A depressing milestone was reached last week in the unravelling of the NHS. The regulator of Foundation Trusts announced that over a half of hospitals in England now have ‘foundation status’. The Guardian report is here.

We now have 112 hospitals that are still part of the NHS, subject to planning, control and regulation. We have 113 hospitals that are run as small businesses, that – so long as they are financially viable – can do whatever the hell they like. A majority of the remaining NHS hospitals are likely to follow in their footsteps. William Moyes, in charge of regulating Foundation Trusts, boasted that by 2011 or 2012, the whole hospital system could be outside ministerial control.

Is this sensible? No, of course not. Simple commonsense dictates that the provision of healthcare should be on a planned basis. We should work out how many people are likely to need, for example, hip replacements; ensure resources are allocated to the right geographical areas; plan the workforce to ensure we have enough surgeons, nurses, physiotherapists and so on – and do the same for across the whole health and public health agenda. Alternatively, we close our eyes, cross our fingers, and hope that the market will provide.

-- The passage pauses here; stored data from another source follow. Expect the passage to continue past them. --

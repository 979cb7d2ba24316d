//! Process-wide APDU transcript tracing.
//!
//! One atomic flag, checked on every transceive, feeding into the `log`
//! facade rather than stdout so callers keep control over where trace
//! output goes.

use std::sync::atomic::{AtomicBool, Ordering};

static APDU_TRACE: AtomicBool = AtomicBool::new(false);

/// Enable or disable hex logging of every APDU exchanged with a card.
///
/// Purely diagnostic: it must never change protocol behavior.
pub fn set_apdu_trace(enabled: bool) {
    APDU_TRACE.store(enabled, Ordering::Relaxed);
}

/// Whether APDU tracing is currently enabled.
pub fn apdu_trace_enabled() -> bool {
    APDU_TRACE.load(Ordering::Relaxed)
}

/// Log a direction-tagged hex dump if tracing is enabled.
pub(crate) fn trace(direction: &str, bytes: &[u8]) {
    if APDU_TRACE.load(Ordering::Relaxed) {
        log::trace!("{direction} {}", hex::encode(bytes));
    }
}

#[cfg(test)]
mod tests {
    use super::*;

    #[test]
    fn default_is_disabled() {
        assert!(!apdu_trace_enabled());
    }

    #[test]
    fn toggles() {
        set_apdu_trace(true);
        assert!(apdu_trace_enabled());
        set_apdu_trace(false);
        assert!(!apdu_trace_enabled());
    }
}
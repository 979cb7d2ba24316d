//! Error types for PIV token operations

use thiserror::Error;

/// PIV client errors
#[derive(Debug, Error)]
pub enum PivError {
    #[error("I/O error: {0}")]
    Io(#[from] std::io::Error),

    #[error("PC/SC error: {0}")]
    Pcsc(#[from] pcsc::Error),

    #[error("card returned status word {sw:04X}: {detail}")]
    Apdu { sw: u16, detail: String },

    #[error("permission denied: {0}")]
    Permission(String),

    #[error("not found: {0}")]
    NotFound(String),

    #[error("not supported: {0}")]
    NotSupported(String),

    #[error("invalid data: {0}")]
    InvalidData(String),

    #[error("invalid argument: {0}")]
    Argument(String),

    #[error("ambiguous match: {0}")]
    Duplicate(String),

    #[error("device out of memory: {0}")]
    DeviceOutOfMemory(String),

    #[error("refusing to spend a PIN attempt: {retries} attempts remain, minimum {min} required")]
    MinRetries { retries: u8, min: u8 },

    #[error("reset preconditions not met: {0}")]
    ResetConditions(String),

    #[error("key authentication failed: {0}")]
    KeyAuth(String),
}

impl PivError {
    /// Classify a raw status word into the closed error taxonomy, or `None`
    /// for `9000`/`61xx`/`6Cxx` which are not errors at this layer.
    pub fn from_status_word(sw: u16, context: &str) -> Option<Self> {
        match sw {
            0x9000 => None,
            0x6100..=0x61FF | 0x6C00..=0x6CFF => None,
            0x6982 => Some(PivError::Permission(format!(
                "security status not satisfied ({context})"
            ))),
            0x6983 => Some(PivError::Permission(format!(
                "authentication method blocked ({context})"
            ))),
            0x6985 => Some(PivError::ResetConditions(format!(
                "conditions of use not satisfied ({context})"
            ))),
            0x6A80 => Some(PivError::InvalidData(format!(
                "incorrect parameters in data field ({context})"
            ))),
            0x6A81 | 0x6D00 => Some(PivError::NotSupported(context.to_string())),
            0x6A82 => Some(PivError::NotFound(context.to_string())),
            0x6A84 => Some(PivError::DeviceOutOfMemory(context.to_string())),
            0x6A86 => Some(PivError::Argument(format!(
                "incorrect P1/P2 ({context})"
            ))),
            sw if (sw & 0xFFF0) == 0x63C0 => Some(PivError::Permission(format!(
                "wrong PIN/PUK, {} attempts remaining ({context})",
                sw & 0x000F
            ))),
            sw => Some(PivError::Apdu {
                sw,
                detail: context.to_string(),
            }),
        }
    }
}

/// Result type for PIV operations
pub type PivResult<T> = Result<T, PivError>;
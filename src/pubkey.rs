//! SSH-wire canonical encoding for EC public keys.
//!
//! The ECDH box's binary form stores recipient and ephemeral public keys
//! in SSH wire format (RFC 4253 §6.6, RFC 5656) rather than as bare SEC1
//! points, so a box travels as something other tooling in the `ssh-key`
//! ecosystem can also parse. Internally the box still does its ECDH math
//! against `p256` SEC1 points; this module is the boundary conversion.

use ssh_encoding::{Decode, Encode};
use ssh_key::public::{EcdsaPublicKey, KeyData};

use crate::error::{PivError, PivResult};

/// Encode an uncompressed P-256 SEC1 point as an `ecdsa-sha2-nistp256`
/// SSH-wire `KeyData` blob.
pub fn p256_point_to_ssh_wire(sec1_point: &[u8]) -> PivResult<Vec<u8>> {
    let point = p256::EncodedPoint::from_bytes(sec1_point)
        .map_err(|e| PivError::InvalidData(format!("bad P-256 point: {e}")))?;
    let key_data = KeyData::Ecdsa(EcdsaPublicKey::NistP256(point));
    let mut buf = Vec::new();
    key_data
        .encode(&mut buf)
        .map_err(|e| PivError::InvalidData(format!("SSH-wire encode failed: {e}")))?;
    Ok(buf)
}

/// Decode an SSH-wire `KeyData` blob back to its SEC1 point bytes. Only
/// `ecdsa-sha2-nistp256` is accepted — the box envelope is P-256-only.
pub fn ssh_wire_to_p256_point(bytes: &[u8]) -> PivResult<Vec<u8>> {
    let mut reader = bytes;
    let key_data = KeyData::decode(&mut reader)
        .map_err(|e| PivError::InvalidData(format!("SSH-wire decode failed: {e}")))?;
    match key_data {
        KeyData::Ecdsa(EcdsaPublicKey::NistP256(point)) => Ok(point.as_bytes().to_vec()),
        _ => Err(PivError::NotSupported(
            "box recipient key is not ecdsa-sha2-nistp256".into(),
        )),
    }
}
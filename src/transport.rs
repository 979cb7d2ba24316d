//! PC/SC-backed card transport.
//!
//! Thin wrapper over the `pcsc` crate's context/card/transaction primitives.
//! Nothing here knows about PIV, it only moves bytes and brackets
//! transactions; APDU framing and card semantics live one layer up.

use crate::apdu::CardTransport;
use crate::error::{PivError, PivResult};
use pcsc::{Attribute, Card, Context, Protocols, Scope, ShareMode, MAX_ATR_SIZE, MAX_BUFFER_SIZE};

/// A connected PC/SC card handle, ready for APDU exchange.
pub struct PcscTransport {
    card: Card,
    in_transaction: bool,
}

impl PcscTransport {
    /// Establish a user-scope context and list connected readers.
    pub fn establish_context() -> PivResult<Context> {
        Context::establish(Scope::User).map_err(PivError::from)
    }

    /// Connect to the named reader, requesting either protocol.
    pub fn connect(ctx: &Context, reader: &str) -> PivResult<Self> {
        let reader_name = std::ffi::CString::new(reader)
            .map_err(|_| PivError::Argument("reader name contains a NUL byte".into()))?;
        let card = ctx.connect(&reader_name, ShareMode::Shared, Protocols::ANY)?;
        Ok(PcscTransport {
            card,
            in_transaction: false,
        })
    }

    pub fn in_transaction(&self) -> bool {
        self.in_transaction
    }
}

impl Drop for PcscTransport {
    fn drop(&mut self) {
        if self.in_transaction {
            let _ = self.card.end_transaction(pcsc::Disposition::LeaveCard);
        }
    }
}

impl CardTransport for PcscTransport {
    fn transmit(&mut self, command: &[u8]) -> PivResult<Vec<u8>> {
        let mut reply = [0u8; MAX_BUFFER_SIZE];
        let reply = self.card.transmit(command, &mut reply)?;
        Ok(reply.to_vec())
    }

    fn txn_begin(&mut self) -> PivResult<()> {
        self.card.begin_transaction()?;
        self.in_transaction = true;
        Ok(())
    }

    fn txn_end(&mut self) -> PivResult<()> {
        if self.in_transaction {
            self.card.end_transaction(pcsc::Disposition::LeaveCard)?;
            self.in_transaction = false;
        }
        Ok(())
    }

    fn atr(&self) -> PivResult<Vec<u8>> {
        let mut buf = [0u8; MAX_ATR_SIZE];
        let atr = self.card.get_attribute(Attribute::AtrString, &mut buf)?;
        Ok(atr.to_vec())
    }
}

/// Walk an ATR's interface-byte chain (`TD` links) to find where the
/// historical bytes segment starts, then scan it as COMPACT-TLV (ISO/IEC
/// 7816-4 Annex A) for tag `7`, "extended length information". Malformed
/// or short ATRs are treated as "no extended length", not an error — this
/// is an optimization hint, never load-bearing for correctness.
pub fn atr_signals_extended_length(atr: &[u8]) -> bool {
    if atr.is_empty() {
        return false;
    }
    let t0 = atr[0];
    let hist_len = (t0 & 0x0F) as usize;
    let mut pos = 1;
    let mut td = Some(t0);
    while let Some(prev) = td {
        let mut next_td = None;
        if prev & 0x10 != 0 {
            pos += 1; // TAi
        }
        if prev & 0x20 != 0 {
            pos += 1; // TBi
        }
        if prev & 0x40 != 0 {
            pos += 1; // TCi
        }
        if prev & 0x80 != 0 {
            if pos >= atr.len() {
                return false;
            }
            next_td = Some(atr[pos]);
            pos += 1;
        }
        td = next_td;
    }
    if pos + hist_len > atr.len() {
        return false;
    }
    let historical = &atr[pos..pos + hist_len];
    if historical.first() != Some(&0x80) {
        return false; // not COMPACT-TLV historical bytes
    }
    let mut i = 1;
    while i < historical.len() {
        let tag = historical[i] >> 4;
        let len = (historical[i] & 0x0F) as usize;
        i += 1;
        if tag == 0x7 {
            return true;
        }
        i += len;
    }
    false
}

/// List the names of readers currently reporting a card present.
pub fn list_readers_with_card(ctx: &Context) -> PivResult<Vec<String>> {
    let mut buf = Vec::new();
    let readers = ctx.list_readers(&mut buf)?;
    let mut present = Vec::new();
    for reader in readers {
        let name = reader.to_string_lossy().into_owned();
        let status = ctx.status(reader, &[]);
        if status.is_ok() {
            present.push(name);
        }
    }
    Ok(present)
}


#[cfg(test)]
mod tests {
    use super::mock::MockCard;
    use crate::apdu::{self, Command};

    #[test]
    fn mock_card_serves_scripted_replies() {
        let mut card = MockCard::new(vec![vec![0x90, 0x00]]);
        let cmd = Command::new(0xA4, 0x04, 0x00, vec![]);
        let resp = apdu::transceive(&mut card, &cmd).unwrap();
        assert_eq!(resp.sw, 0x9000);
    }

    #[test]
    fn atr_with_no_interface_bytes_has_no_historical_segment_to_scan() {
        // T0 = 0x00: no TAi/TBi/TCi/TDi, zero historical bytes.
        assert!(!super::atr_signals_extended_length(&[0x00]));
    }

    #[test]
    fn atr_historical_bytes_without_compact_tlv_marker_is_false() {
        // T0 = 0x02: two historical bytes, not prefixed with the 0x80
        // COMPACT-TLV category indicator.
        assert!(!super::atr_signals_extended_length(&[0x02, 0x11, 0x22]));
    }

    #[test]
    fn atr_compact_tlv_extended_length_tag_is_detected() {
        // T0 = 0x04: four historical bytes: 0x80 (compact-tlv), then a
        // tag-7/len-2 COMPACT-TLV entry with two filler data bytes.
        let atr = [0x04, 0x80, 0x72, 0xAA, 0xBB];
        assert!(super::atr_signals_extended_length(&atr));
    }

    #[test]
    fn atr_compact_tlv_without_tag_seven_is_false() {
        let atr = [0x04, 0x80, 0x12, 0xAA, 0xBB];
        assert!(!super::atr_signals_extended_length(&atr));
    }

    #[test]
    fn atr_skips_interface_byte_chain_before_historical_bytes() {
        // T0 = 0x11: TA1 present, 1 historical byte. TA1 = 0x96 (no TD
        // chaining). Historical byte alone (0x00) isn't COMPACT-TLV.
        let atr = [0x11, 0x96, 0x00];
        assert!(!super::atr_signals_extended_length(&atr));
    }
}
//! A pure Rust client library for PIV smartcards (NIST SP 800-73-4), built
//! on ISO/IEC 7816-4 APDU transport via `pcsc`.
//!
//! # Example
//!
//! ```no_run
//! use piv::token;
//!
//! # fn main() -> Result<(), Box<dyn std::error::Error>> {
//! let ctx = piv::transport::PcscTransport::establish_context()?;
//! let mut tokens = token::enumerate(&ctx)?;
//! let mut tok = tokens.remove(0);
//! piv::commands::verify_pin(&mut tok, piv::PinId::Piv, "123456", None, true)?;
//! # Ok(())
//! # }
//! ```

pub mod algorithm;
pub mod apdu;
pub mod commands;
pub mod ecdh_box;
pub mod error;
pub mod pubkey;
pub mod slot;
pub mod tlv;
pub mod token;
pub mod trace;
pub mod transport;

pub use algorithm::AlgorithmId;
pub use error::{PivError, PivResult};
pub use slot::{Slot, SlotId};
pub use token::{PinId, Token};

/// Version of this library
pub const VERSION: &str = env!("CARGO_PKG_VERSION");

A concrete example of the absolute idiocy of deregulating the hospital system came last year. The Department of Health, sensibly enough, decided that every hospital should undertake a ‘deep clean’ to reduce the incidence of hospital acquired infections. Even better if they’d insisted on hospital cleaning being taken back in house, and provided the resources to enable a reduction in bed occupancy rates – but still a deep clean exercise was the right thing to do. Monitor, on behalf of Foundation Trusts, reacted with fury. Apparently it is now against the law for an elected Government, or for the Department of Health on behalf of an elected Government, to tell Foundation Trust hospitals what to do! Where’s the accountability in that? The priority for Foundation Trusts is their financial viability – that, and only that, will dictate the care available to patients. Stark, raving bonkers.

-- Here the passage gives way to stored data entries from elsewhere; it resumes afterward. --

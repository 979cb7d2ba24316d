//! Key-reference slots on a PIV token.

use crate::algorithm::AlgorithmId;
use crate::error::{PivError, PivResult};
use x509_parser::certificate::X509Certificate;
use x509_parser::prelude::FromDer;
use x509_parser::public_key::PublicKey;
use x509_parser::x509::SubjectPublicKeyInfo;

/// One PIV key reference. If a slot was produced by `read_cert` it always
/// carries a certificate and derived public key; slots created with
/// `force_slot` (no card round-trip) carry only `id` and `algorithm`.
#[derive(Debug, Clone)]
pub struct Slot {
    pub id: SlotId,
    pub algorithm: Option<AlgorithmId>,
    pub certificate: Option<Vec<u8>>,
    pub public_key: Option<Vec<u8>>,
    pub compressed: bool,
    pub pin_to_use: bool,
    pub touch_to_use: bool,
}

impl Slot {
    pub fn force(id: SlotId, algorithm: AlgorithmId) -> Self {
        Slot {
            id,
            algorithm: Some(algorithm),
            certificate: None,
            public_key: None,
            compressed: false,
            pin_to_use: false,
            touch_to_use: false,
        }
    }

    /// Parse a DER certificate, caching its SubjectPublicKeyInfo bytes and
    /// deriving the slot's algorithm from the key itself so `auth_key`/
    /// `ecdh` work against a slot obtained this way, not only one that was
    /// just generated on-card.
    pub fn with_certificate(id: SlotId, cert_der: Vec<u8>) -> PivResult<Self> {
        let (_, cert) = X509Certificate::from_der(&cert_der)
            .map_err(|e| PivError::InvalidData(format!("bad certificate: {e}")))?;
        let spki = cert.public_key();
        let public_key = spki.raw.to_vec();
        let algorithm = algorithm_from_public_key(spki)?;
        Ok(Slot {
            id,
            algorithm: Some(algorithm),
            certificate: Some(cert_der),
            public_key: Some(public_key),
            compressed: false,
            pin_to_use: false,
            touch_to_use: false,
        })
    }
}

/// Derive an `AlgorithmId` from a certificate's SubjectPublicKeyInfo by the
/// size of its key material, the same way `AlgorithmId::rsa_modulus_len`/
/// `ec_field_len` already key off size rather than carrying a full OID
/// table.
fn algorithm_from_public_key(spki: &SubjectPublicKeyInfo) -> PivResult<AlgorithmId> {
    match spki
        .parsed()
        .map_err(|e| PivError::InvalidData(format!("bad public key: {e}")))?
    {
        PublicKey::RSA(rsa) => algorithm_from_rsa_modulus(rsa.modulus),
        PublicKey::EC(point) => algorithm_from_ec_point(point.data()),
        _ => Err(PivError::NotSupported(
            "certificate public key is neither RSA nor EC".into(),
        )),
    }
}

/// `modulus` is the DER `INTEGER` contents, which carries a leading `0x00`
/// sign byte whenever the high bit of the actual modulus is set.
fn algorithm_from_rsa_modulus(modulus: &[u8]) -> PivResult<AlgorithmId> {
    let len = if modulus.first() == Some(&0) && modulus.len() > 1 {
        modulus.len() - 1
    } else {
        modulus.len()
    };
    match len {
        128 => Ok(AlgorithmId::Rsa1024),
        256 => Ok(AlgorithmId::Rsa2048),
        other => Err(PivError::NotSupported(format!(
            "unsupported RSA modulus size {other} bytes"
        ))),
    }
}

/// `point` is the uncompressed SEC1 point (`04 || X || Y`).
fn algorithm_from_ec_point(point: &[u8]) -> PivResult<AlgorithmId> {
    match point.len() {
        65 => Ok(AlgorithmId::EccP256),
        97 => Ok(AlgorithmId::EccP384),
        other => Err(PivError::NotSupported(format!(
            "unsupported EC point size {other} bytes"
        ))),
    }
}

/// PIV and YK key-reference identifiers (NIST SP 800-73-4 Table 4-B).
#[derive(Debug, Clone, Copy, PartialEq, Eq, Hash)]
pub enum SlotId {
    Authentication,
    CardManagement,
    Signature,
    KeyManagement,
    CardAuthentication,
    Retired(u8),
    Attestation,
}

impl SlotId {
    pub fn wire_id(self) -> u8 {
        match self {
            SlotId::Authentication => 0x9A,
            SlotId::CardManagement => 0x9B,
            SlotId::Signature => 0x9C,
            SlotId::KeyManagement => 0x9D,
            SlotId::CardAuthentication => 0x9E,
            SlotId::Retired(n) => 0x82 + n,
            SlotId::Attestation => 0xF9,
        }
    }

    pub fn from_wire_id(id: u8) -> crate::error::PivResult<Self> {
        Ok(match id {
            0x9A => SlotId::Authentication,
            0x9B => SlotId::CardManagement,
            0x9C => SlotId::Signature,
            0x9D => SlotId::KeyManagement,
            0x9E => SlotId::CardAuthentication,
            0xF9 => SlotId::Attestation,
            0x82..=0x95 => SlotId::Retired(id - 0x82),
            other => {
                return Err(crate::error::PivError::NotSupported(format!(
                    "unknown slot id 0x{other:02X}"
                )))
            }
        })
    }

    /// Data object tag holding this slot's certificate. `CardManagement`
    /// (9B) is the symmetric admin key, not a certificate-bearing slot, so
    /// it has no tag and yields `NotSupportedError`.
    pub fn cert_tag(self) -> crate::error::PivResult<[u8; 3]> {
        Ok(match self {
            SlotId::Authentication => [0x5F, 0xC1, 0x05],
            SlotId::Signature => [0x5F, 0xC1, 0x0A],
            SlotId::KeyManagement => [0x5F, 0xC1, 0x0B],
            SlotId::CardAuthentication => [0x5F, 0xC1, 0x01],
            SlotId::Attestation => [0x5F, 0xFF, 0x01],
            SlotId::CardManagement => {
                return Err(crate::error::PivError::NotSupported(
                    "slot 9B (admin key) has no certificate".into(),
                ))
            }
            SlotId::Retired(n) => {
                // 82..=8F -> 5FC10D..5FC120, then 90..95 continue the range.
                const RETIRED_TAGS: [u8; 20] = [
                    0x0D, 0x0E, 0x0F, 0x10, 0x11, 0x12, 0x13, 0x14, 0x15, 0x16, 0x17, 0x18, 0x19,
                    0x1A, 0x1B, 0x1C, 0x1D, 0x1E, 0x1F, 0x20,
                ];
                [0x5F, 0xC1, RETIRED_TAGS[n as usize]]
            }
        })
    }

    /// Standard certificate-bearing PIV slot ids, in enumeration order.
    /// Excludes `CardManagement` (9B, no certificate) and the YK retired
    /// key-management slots, listed separately by `all_retired`.
    pub fn standard() -> [SlotId; 4] {
        [
            SlotId::Authentication,
            SlotId::Signature,
            SlotId::KeyManagement,
            SlotId::CardAuthentication,
        ]
    }

    pub fn all_retired() -> impl Iterator<Item = SlotId> {
        (0..20).map(SlotId::Retired)
    }
}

Aneurin Bevan, the driving force behind the NHS 60 years ago, once said, “A free health service is pure socialism”. There was a large element of truth in this. The NHS was created only in order to meet the needs of human beings. Profit and competition and market forces didn’t come into the equation. That’s why the Tories were so hostile to the NHS back in 1948. Sadly, that’s maybe also why Brown’s Labour Government is intent on dismantling the NHS in 2008.

One Response to NHS: Farewell to planning?

  1. And sadly, despite the Keynesian noises, continue to expect the govt’s continued commitment to chopping up our public services. That is unless we can build a mass movement to stop them.